Все выпуски программы Светлый вечер
Пасхальные традиции Румынии
Православие в Румынии — явление самобытное. Дело в том, что Румыния единственная православная страна, христианизация которой происходила не сверху, а снизу. Имеется ввиду следующее — в Румынии не было такого, что Православие сначала приняло руководство страны, а затем это решение распространилось на остальное население. Изначально христианство проникло на территорию Румынии через простое население, а затем уже было принято на государственном уровне.
Причиной самобытности румынского Православия является также и то, что в культурном плане Румыния находится как бы на границе западной и восточной цивилизаций. Почти все население Румынии исповедует Православие, но при этом многие моменты церковной жизни в стране почти полностью совпадают с западными церковными традициями.
Впрочем, самобытность румынского Православия часто выражается в местных обычаях, аналогов которых вовсе нет — ни на востоке, ни на западе. В качестве яркого примера можно привести традиции празднования в Румынии главного православного праздника — Пасхи.
Пасха в Румынии удивит вас обилием обычаев, которые и сегодня соблюдают большинство жителей этой страны. Первая особенность празднования Пасхи в Румынии состоит в том, что начиная с Великого четверга (четверга перед Пасхальным воскресением) жизнь в румынских городах как будто замирает. Многие учреждения приостанавливают свою деятельность, чтобы дать людям спокойно подготовиться к Пасхе.

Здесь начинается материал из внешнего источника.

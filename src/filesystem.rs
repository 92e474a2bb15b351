use log::debug;
use std::fmt::Debug;
use std::fs::{self, File, OpenOptions};
use std::io::{self, BufRead, BufReader, ErrorKind, Write};
use std::path::Path;

/// Lazily read lines of a text file.
pub type Lines = Box<dyn Iterator<Item = io::Result<String>>>;

/// Narrow view of the filesystem used by the built-in commands.
///
/// Every path handed to these methods is already resolved against the
/// session's working directory. Implementations perform exactly one
/// primitive per call and never print anything.
pub trait FileSystem: Debug {
    fn exists(&self, path: &Path) -> bool;

    fn is_dir(&self, path: &Path) -> bool;

    /// Names of the immediate entries of `path`, in no particular order.
    fn list_entries(&self, path: &Path) -> io::Result<Vec<String>>;

    /// Create a single directory level; the parent must already exist.
    fn create_dir(&self, path: &Path) -> io::Result<()>;

    /// Remove a directory that is already empty.
    fn remove_empty_dir(&self, path: &Path) -> io::Result<()>;

    fn remove_file(&self, path: &Path) -> io::Result<()>;

    /// Move or rename `from` to `to`, replacing `to` if it is a file.
    ///
    /// Works across filesystems for regular files.
    fn rename(&self, from: &Path, to: &Path) -> io::Result<()>;

    /// Create an empty file, failing with `AlreadyExists` if `path` exists.
    fn create_new_file(&self, path: &Path) -> io::Result<()>;

    /// Lines without their `\n` or `\r\n`; invalid UTF-8 is replaced, not an error.
    fn read_lines(&self, path: &Path) -> io::Result<Lines>;

    /// Open `path` for writing, truncating it unless `append` is set.
    fn open_for_write(&self, path: &Path, append: bool) -> io::Result<Box<dyn Write>>;
}

/// [`FileSystem`] backed by the host operating system through `std::fs`.
#[derive(Debug, Default, Clone, Copy)]
pub struct HostFileSystem;

impl FileSystem for HostFileSystem {
    fn exists(&self, path: &Path) -> bool {
        path.exists()
    }

    fn is_dir(&self, path: &Path) -> bool {
        path.is_dir()
    }

    fn list_entries(&self, path: &Path) -> io::Result<Vec<String>> {
        fs::read_dir(path)?
            .map(|entry| entry.map(|e| e.file_name().to_string_lossy().into_owned()))
            .collect()
    }

    fn create_dir(&self, path: &Path) -> io::Result<()> {
        fs::create_dir(path)
    }

    fn remove_empty_dir(&self, path: &Path) -> io::Result<()> {
        fs::remove_dir(path)
    }

    fn remove_file(&self, path: &Path) -> io::Result<()> {
        fs::remove_file(path)
    }

    fn rename(&self, from: &Path, to: &Path) -> io::Result<()> {
        move_path(from, to, |from, to| fs::rename(from, to))
    }

    fn create_new_file(&self, path: &Path) -> io::Result<()> {
        OpenOptions::new()
            .write(true)
            .create_new(true)
            .open(path)
            .map(drop)
    }

    fn read_lines(&self, path: &Path) -> io::Result<Lines> {
        let file = File::open(path)?;
        Ok(Box::new(LossyLines {
            reader: BufReader::new(file),
        }))
    }

    fn open_for_write(&self, path: &Path, append: bool) -> io::Result<Box<dyn Write>> {
        let mut options = OpenOptions::new();
        if append {
            options.append(true);
        } else {
            options.write(true).truncate(true);
        }
        let file = options.create(true).open(path)?;
        Ok(Box::new(file))
    }
}

/// Rename, falling back to copy-then-delete when `from` and `to` live on
/// different filesystems. Directories are never copied.
fn move_path(
    from: &Path,
    to: &Path,
    rename: impl FnOnce(&Path, &Path) -> io::Result<()>,
) -> io::Result<()> {
    match rename(from, to) {
        Err(err) if err.kind() == ErrorKind::CrossesDevices && from.is_file() => {
            debug!(
                "{} -> {} crosses filesystems, copying",
                from.display(),
                to.display()
            );
            fs::copy(from, to)?;
            fs::remove_file(from)
        }
        other => other,
    }
}

/// Byte-oriented line reader that decodes each line lossily.
struct LossyLines<R> {
    reader: R,
}

impl<R: BufRead> Iterator for LossyLines<R> {
    type Item = io::Result<String>;

    fn next(&mut self) -> Option<Self::Item> {
        let mut buf = Vec::new();
        match self.reader.read_until(b'\n', &mut buf) {
            Ok(0) => None,
            Ok(_) => {
                if buf.ends_with(b"\n") {
                    buf.pop();
                    if buf.ends_with(b"\r") {
                        buf.pop();
                    }
                }
                Some(Ok(String::from_utf8_lossy(&buf).into_owned()))
            }
            Err(e) => Some(Err(e)),
        }
    }
}
use std::cell::RefCell;
use std::io::{Result as IoResult, Write};
use std::rc::Rc;

/// Memory-backed writer for capturing console output.
///
/// Clones share the same buffer, so one handle can be given to an
/// [`Interpreter`](crate::Interpreter) while another reads what was printed.
#[derive(Debug, Clone, Default)]
pub struct MemWriter {
    buf: Rc<RefCell<Vec<u8>>>,
}

impl MemWriter {
    /// Public constructor.
    pub fn new() -> Self {
        Self::default()
    }

    /// Everything written so far, lossily decoded as UTF-8.
    pub fn contents(&self) -> String {
        String::from_utf8_lossy(&self.buf.borrow()).into_owned()
    }

    /// Return and clear everything written so far.
    pub fn take(&self) -> String {
        let bytes = std::mem::take(&mut *self.buf.borrow_mut());
        String::from_utf8_lossy(&bytes).into_owned()
    }
}

impl Write for MemWriter {
    fn write(&mut self, data: &[u8]) -> IoResult<usize> {
        self.buf.borrow_mut().extend_from_slice(data);
        Ok(data.len())
    }

    fn flush(&mut self) -> IoResult<()> {
        Ok(())
    }
}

А готовиться приходится усердно. Традиционно румыны стараются к Пасхе запастись большим количеством продуктов и приготовить побольше пасхальных угощений. Не только для того, чтобы порадовать себя вкусной едой в праздничные пасхальные дни, но и для того, чтобы часть продуктов раздать нищим. Румыния — страна небогатая. Тем не менее, большинство ее православных жителей считают, что Пасха — праздник всеобщий, а потому нужно помочь неимущим, чтобы они тоже смогли почувствовать пасхальную радость.
В Румынии так же, как и в России, принято на Пасху печь куличи. Правда, называются они в Румынии — «пасхами». У нас пасха — творожное блюдо, в Румынии же название пасха закрепилось за куличом, видимо, из-за того, что на сдобный хлеб там принято выкладывать сладкий творог. То есть румынская пасха — это кулич плюс творожная пасха.

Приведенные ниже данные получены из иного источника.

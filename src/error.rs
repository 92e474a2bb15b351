//! Errors reported by commands and the dispatcher.

use std::io;
use thiserror::Error;

/// Everything that can go wrong while running one pipeline segment.
///
/// The `Display` text is the detail printed after `Error: ` on the console.
/// None of these are fatal: the dispatcher reports them and moves on to the
/// next segment.
#[derive(Debug, Error)]
pub enum ShellError {
    /// Wrong number of arguments; carries the command's usage line.
    #[error("Usage: {0}")]
    Usage(&'static str),

    #[error("Unknown command: {0}")]
    UnknownCommand(String),

    /// `>` or `>>` was the last token of a segment.
    #[error("Missing file name after '{0}'")]
    MissingRedirectTarget(&'static str),

    #[error("No such file or directory: {0}")]
    NotFound(String),

    #[error("File does not exist: {0}")]
    FileNotFound(String),

    #[error("Parent directory does not exist: {0}")]
    MissingParent(String),

    #[error("Not a directory: {0}")]
    NotADirectory(String),

    #[error("Cannot delete directory: {0}. Use rmdir instead.")]
    IsADirectory(String),

    #[error("Directory is not empty: {0}")]
    DirectoryNotEmpty(String),

    #[error("Directory already exists: {0}")]
    DirectoryExists(String),

    #[error("File already exists: {0}")]
    FileExists(String),

    #[error("Invalid directory: {0}")]
    InvalidDirectory(String),

    #[error("Source file does not exist: {0}")]
    SourceNotFound(String),

    #[error("Invalid path: No such directory: {0}")]
    NoSuchDirectory(String),

    #[error("Invalid path: {0} has no parent directory")]
    NoParentDirectory(String),

    /// A filesystem primitive failed; `action` describes what was attempted.
    #[error("{action}: {source}")]
    Io {
        action: &'static str,
        #[source]
        source: io::Error,
    },

    /// Writing to the console sink itself failed.
    #[error("Console write failed: {0}")]
    Console(#[from] io::Error),
}

impl ShellError {
    pub(crate) fn io(action: &'static str) -> impl FnOnce(io::Error) -> Self {
        move |source| ShellError::Io { action, source }
    }
}

#[cfg(test)]
mod tests {
    use super::*;

    #[test]
    fn test_display_is_the_console_detail() {
        assert_eq!(
            ShellError::UnknownCommand("foo".into()).to_string(),
            "Unknown command: foo"
        );
        assert_eq!(
            ShellError::Usage("cd <path>").to_string(),
            "Usage: cd <path>"
        );
        assert_eq!(
            ShellError::IsADirectory("dir".into()).to_string(),
            "Cannot delete directory: dir. Use rmdir instead."
        );
    }

    #[test]
    fn test_io_error_keeps_underlying_message() {
        let err = ShellError::io("Failed to move or rename")(io::Error::new(
            io::ErrorKind::PermissionDenied,
            "permission denied",
        ));
        assert_eq!(err.to_string(), "Failed to move or rename: permission denied");
    }
}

Выглядит румынская пасха так. Пышный сдобный хлеб украшается сверху косичкой из теста. Обычно косичку выкладывают в форме креста. Внутрь получившегося креста помещается творог. Обычно его предварительно смешивают с сахаром или изюмом. Сверху пасху румыны традиционно посыпают корицей или маком. А чтобы пасха вышла яркой в дополнение ко всему добавляется еще и протертая тыква.

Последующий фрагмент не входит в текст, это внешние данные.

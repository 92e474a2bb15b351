//! Turns one raw input line into parsed commands, without touching the filesystem.
//!
//! The grammar is deliberately small:
//!
//! ```text
//! line     := segment ('|' segment)*
//! segment  := WS* command (WS+ arg)* WS*
//! arg      := redirect | flag | positional
//! redirect := '>' WS+ filename | '>>' WS+ filename
//! ```
//!
//! There is no quoting, escaping or expansion. A `|` always separates
//! segments and a space always separates tokens, so file names and messages
//! containing either cannot be expressed.
use crate::error::ShellError;

/// Where a command's textual output goes.
#[derive(Debug, Clone, PartialEq, Eq, Default)]
pub enum Redirection {
    /// Print to the console.
    #[default]
    None,
    /// `> file`: truncate (or create) the file and write to it.
    Overwrite(String),
    /// `>> file`: append to (or create) the file.
    Append(String),
}

/// A single command invocation, ready to be dispatched.
#[derive(Debug, Clone, PartialEq, Eq)]
pub struct ParsedCommand {
    pub name: String,
    /// Arguments with the redirection operator and everything after it removed.
    pub args: Vec<String>,
    pub redirection: Redirection,
}

/// Split a raw line into pipeline segments on every `|`.
///
/// Segments are returned untrimmed, empty ones included.
pub fn split_pipeline(line: &str) -> Vec<&str> {
    line.split('|').collect()
}

/// Parse one segment.
///
/// Returns `Ok(None)` for a segment that holds only whitespace.
pub fn parse_segment(segment: &str) -> Result<Option<ParsedCommand>, ShellError> {
    let mut tokens = segment
        .trim()
        .split(' ')
        .filter(|token| !token.is_empty())
        .map(str::to_owned);

    let Some(name) = tokens.next() else {
        return Ok(None);
    };
    let mut args: Vec<String> = tokens.collect();
    let redirection = extract_redirection(&mut args)?;

    Ok(Some(ParsedCommand {
        name,
        args,
        redirection,
    }))
}

/// Parse every segment of a line.
///
/// Each segment succeeds or fails on its own so one bad segment never hides
/// the others. Blank segments are dropped.
pub fn parse_line(line: &str) -> Vec<Result<ParsedCommand, ShellError>> {
    split_pipeline(line)
        .into_iter()
        .filter_map(|segment| parse_segment(segment).transpose())
        .collect()
}

/// Checked in this order.
const REDIRECT_OPERATORS: [(&str, fn(String) -> Redirection); 2] = [
    (">", Redirection::Overwrite),
    (">>", Redirection::Append),
];

/// Pull the redirection out of `args`, truncating them at the operator.
///
/// A bare `>` anywhere wins over `>>`, even when `>>` comes first; only the
/// winning operator truncates the list.
fn extract_redirection(args: &mut Vec<String>) -> Result<Redirection, ShellError> {
    for (op, make) in REDIRECT_OPERATORS {
        if let Some(index) = args.iter().position(|arg| arg == op) {
            let target = args
                .get(index + 1)
                .cloned()
                .ok_or(ShellError::MissingRedirectTarget(op))?;
            args.truncate(index);
            return Ok(make(target));
        }
    }
    Ok(Redirection::None)
}

#[cfg(test)]
mod tests {
    use super::*;

    fn parse_one(segment: &str) -> ParsedCommand {
        parse_segment(segment).unwrap().unwrap()
    }

    fn strings(items: &[&str]) -> Vec<String> {
        items.iter().map(|s| s.to_string()).collect()
    }

    #[test]
    fn test_split_pipeline_keeps_every_segment() {
        assert_eq!(split_pipeline("foo | pwd"), vec!["foo ", " pwd"]);
        assert_eq!(split_pipeline("a||b"), vec!["a", "", "b"]);
        assert_eq!(split_pipeline("ls"), vec!["ls"]);
    }

    #[test]
    fn test_segment_name_and_args() {
        let cmd = parse_one("  mv  a.txt   b/ ");
        assert_eq!(cmd.name, "mv");
        assert_eq!(cmd.args, strings(&["a.txt", "b/"]));
        assert_eq!(cmd.redirection, Redirection::None);
    }

    #[test]
    fn test_blank_segment_is_none() {
        assert!(parse_segment("   ").unwrap().is_none());
        assert!(parse_segment("").unwrap().is_none());
    }

    #[test]
    fn test_overwrite_redirection_truncates_args() {
        let cmd = parse_one("echo hello > out.txt trailing");
        assert_eq!(cmd.args, strings(&["hello"]));
        assert_eq!(cmd.redirection, Redirection::Overwrite("out.txt".into()));
    }

    #[test]
    fn test_append_redirection() {
        let cmd = parse_one("ls -a >> listing.txt");
        assert_eq!(cmd.args, strings(&["-a"]));
        assert_eq!(cmd.redirection, Redirection::Append("listing.txt".into()));
    }

    #[test]
    fn test_overwrite_wins_over_append_regardless_of_position() {
        let cmd = parse_one("echo a >> first.txt > second.txt");
        assert_eq!(cmd.args, strings(&["a", ">>", "first.txt"]));
        assert_eq!(cmd.redirection, Redirection::Overwrite("second.txt".into()));
    }

    #[test]
    fn test_operator_glued_to_word_is_not_a_redirection() {
        let cmd = parse_one("echo a>b");
        assert_eq!(cmd.args, strings(&["a>b"]));
        assert_eq!(cmd.redirection, Redirection::None);
    }

    #[test]
    fn test_missing_redirect_target_is_an_error() {
        let err = parse_segment("echo hi >").unwrap_err();
        assert!(matches!(err, ShellError::MissingRedirectTarget(">")));

        let err = parse_segment("cat a.txt >>").unwrap_err();
        assert!(matches!(err, ShellError::MissingRedirectTarget(">>")));
    }

    #[test]
    fn test_parse_line_isolates_failing_segments() {
        let parsed = parse_line("echo x > | pwd |  | ls -r");
        assert_eq!(parsed.len(), 3);
        assert!(parsed[0].is_err());
        assert_eq!(parsed[1].as_ref().unwrap().name, "pwd");
        assert_eq!(parsed[2].as_ref().unwrap().args, strings(&["-r"]));
    }

    #[test]
    fn test_parse_line_blank_is_empty() {
        assert!(parse_line("").is_empty());
        assert!(parse_line("   ").is_empty());
    }
}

Приготовленная пасха относится в храм, где освящается или накануне Пасхе, или в саму пасхальную ночь. Вместе с пасхой освящаются и иные праздничные блюда. Например, пасхальная баба, блюдо из макаронного теста и меда. А еще в Румынии на Пасху принято освящать в храме деньги. С упомянутой уже целью — помочь нищим. Освященные деньги вместе с частью освященных продуктов принято раздавать неимущим. Так пасхальная радость, с точки зрения румын, распространяется на всех жителей страны.